Incluso con armadura, su velocidad era aterradora, con él embistiendo y apartando a cualquiera que se interpusiera en su camino.
1, 2, 3…
Como un niño, saltaba cada 2 o 3 escalones cuando descendía. Y detrás de él estaban sus hombres más confiables, también siguiéndole como un grupo de niños.
El aire era pesado, con innumerables emociones interviniendo unas con otras.
Y aunque el aire aún estaba frío, sus rostros no se estremecían por el frío sino por pura emoción.
Escalofríos.
Sus cuerpos ahora estaban cubiertos de escalofríos cuanto más miraban hacia la escena de abajo.
Hahahahhahaha~
¡Carruajes sin caballos! ¡Carruajes sin caballos!

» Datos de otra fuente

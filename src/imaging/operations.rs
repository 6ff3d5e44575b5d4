//! Validated operations and how they run on a codec.
//!
//! An [`Operation`] is what a registry validator produces from a raw
//! argument: every number clamped, every shape checked. Applying it combines
//! the geometry calculations with codec primitives. Anything that depends on
//! the current image size (crop pixels, scale-to-fit) is computed here, at
//! apply time, from the handle the step receives.

use super::backend::{CodecError, ImageCodec};
use super::calculations::{calculate_crop_rect, calculate_scale_to_fit};
use super::params::{Filter, RelativeCrop, Resampling, ScaleBounds};
use tracing::debug;

/// Result type for image operations.
pub type Result<T> = std::result::Result<T, CodecError>;

/// A fully validated transformation step.
#[derive(Debug, Clone, Copy, PartialEq)]
pub enum Operation {
    /// Copy the image unchanged.
    Noop,
    /// A single filter primitive.
    Filter(Filter),
    /// The contrast primitive, run `iterations` times in one direction.
    Contrast { sharpen: bool, iterations: u32 },
    Rotate { degrees: f64 },
    Crop(RelativeCrop),
    Scale {
        bounds: ScaleBounds,
        resampling: Resampling,
    },
}

impl Operation {
    /// Run the operation against `image`, returning a new handle.
    ///
    /// `image` is only borrowed; releasing it is the caller's job. Handles
    /// created and discarded along the way are released here.
    pub fn apply<C: ImageCodec>(&self, codec: &C, image: &C::Handle) -> Result<C::Handle> {
        match *self {
            Operation::Noop => codec.duplicate(image),
            Operation::Filter(filter) => codec.filter(image, filter),
            Operation::Contrast {
                sharpen,
                iterations,
            } => repeat_filter(codec, image, Filter::Contrast { sharpen }, iterations),
            Operation::Rotate { degrees } => codec.rotate(image, degrees),
            Operation::Crop(crop) => {
                let dims = codec.dimensions(image);
                let rect = calculate_crop_rect(&crop, dims.as_tuple());
                debug!(?rect, "crop {}x{}", dims.width, dims.height);
                codec.crop(image, rect)
            }
            Operation::Scale { bounds, resampling } => {
                let dims = codec.dimensions(image);
                let (width, height) =
                    calculate_scale_to_fit(dims.as_tuple(), bounds.max_width, bounds.max_height);
                debug!(
                    "scale {}x{} -> {}x{}",
                    dims.width, dims.height, width, height
                );
                codec.resize(image, width, height, resampling)
            }
        }
    }
}

/// Apply `filter` `iterations` times, feeding each output into the next call.
///
/// Zero iterations yields an unmodified copy. Each intermediate handle is
/// released as soon as the next one exists (or the next call has failed).
fn repeat_filter<C: ImageCodec>(
    codec: &C,
    image: &C::Handle,
    filter: Filter,
    iterations: u32,
) -> Result<C::Handle> {
    if iterations == 0 {
        return codec.duplicate(image);
    }

    let mut current = codec.filter(image, filter)?;
    for _ in 1..iterations {
        let next = codec.filter(&current, filter);
        codec.release(current);
        current = next?;
    }
    Ok(current)
}

#[cfg(test)]
mod tests {
    use super::*;
    use crate::imaging::backend::tests::{MockCodec, RecordedOp};
    use crate::imaging::calculations::normalize_crop;
    use crate::imaging::params::CropRect;
    use std::path::Path;

    #[test]
    fn noop_duplicates() {
        let codec = MockCodec::new();
        let image = codec.decode(Path::new("/in.png")).unwrap();
        let out = Operation::Noop.apply(&codec, &image).unwrap();

        assert_ne!(out.id, image.id);
        assert!(matches!(
            codec.get_operations()[1],
            RecordedOp::Duplicate { from: 1, to: 2 }
        ));
    }

    #[test]
    fn crop_uses_current_dimensions() {
        let codec = MockCodec::with_dimensions(400, 200);
        let image = codec.decode(Path::new("/in.png")).unwrap();
        let crop = normalize_crop([0.25, 0.25, 0.75, 0.75]).unwrap();

        let out = Operation::Crop(crop).apply(&codec, &image).unwrap();
        assert_eq!((out.width, out.height), (200, 100));
        assert!(matches!(
            codec.get_operations()[1],
            RecordedOp::Crop {
                rect: CropRect {
                    x: 100,
                    y: 50,
                    width: 200,
                    height: 100
                },
                ..
            }
        ));
    }

    #[test]
    fn scale_passes_resampling_through() {
        let codec = MockCodec::with_dimensions(400, 200);
        let image = codec.decode(Path::new("/in.png")).unwrap();
        let op = Operation::Scale {
            bounds: ScaleBounds {
                max_width: Some(100),
                max_height: None,
            },
            resampling: Resampling::Fast,
        };

        let out = op.apply(&codec, &image).unwrap();
        assert_eq!((out.width, out.height), (100, 50));
        assert!(matches!(
            codec.get_operations()[1],
            RecordedOp::Resize {
                width: 100,
                height: 50,
                resampling: Resampling::Fast,
                ..
            }
        ));
    }

    #[test]
    fn contrast_runs_once_per_iteration_and_releases_intermediates() {
        let codec = MockCodec::new();
        let image = codec.decode(Path::new("/in.png")).unwrap();
        let op = Operation::Contrast {
            sharpen: true,
            iterations: 3,
        };

        let out = op.apply(&codec, &image).unwrap();
        assert_eq!(codec.primitive_calls(), 3);
        // Input (1) and output (4) survive; intermediates 2 and 3 are gone.
        assert_eq!(codec.released(), vec![2, 3]);
        assert_eq!(codec.live_handles(), vec![image.id, out.id]);
    }

    #[test]
    fn contrast_zero_iterations_is_a_copy() {
        let codec = MockCodec::new();
        let image = codec.decode(Path::new("/in.png")).unwrap();
        let op = Operation::Contrast {
            sharpen: false,
            iterations: 0,
        };

        op.apply(&codec, &image).unwrap();
        assert!(matches!(
            codec.get_operations()[1],
            RecordedOp::Duplicate { .. }
        ));
    }

    #[test]
    fn contrast_failure_midway_leaks_nothing() {
        let codec = MockCodec::failing("contrast", 3);
        let image = codec.decode(Path::new("/in.png")).unwrap();
        let op = Operation::Contrast {
            sharpen: true,
            iterations: 5,
        };

        assert!(op.apply(&codec, &image).is_err());
        // Only the borrowed input is still alive.
        assert_eq!(codec.live_handles(), vec![image.id]);
        assert_eq!(codec.primitive_calls(), 3);
    }
}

Eso era todo en lo que podían pensar.
Corrían como personas que se dirigían a conseguir los teléfonos más recientes, laptops o incluso a entrar en un avión por primera vez.
(^0^)
¡Esta era la emoción que solo venía con la tecnología! Ellos, gente medieval, incluso podrían convertir a una persona en una reencarnación de Dios si esa persona pudiera inventar algo sorprendente.
Así que, por supuesto, estarían emocionados.
Carruajes sin caballos…
¡Nunca habían visto tal cosa en su vida!
—¡Mi señor! ¡Con esto, podríamos derrotar a ese bastardo en el Este!
—¡Lo sé!… Si podemos obtener esto, entonces nuestros planes para el futuro podrían suceder antes de lo esperado —dijo Ivo emocionalmente, antes de burlarse—. Si ese primo mío piensa que tirarme en una ciudad como esta puede mantenerme alejado de lo que legítimamente me pertenece, ¡entonces se lleva otra sorpresa!
¡Por las buenas o por las malas, reclamarán uno o más de estos carruajes para ellos!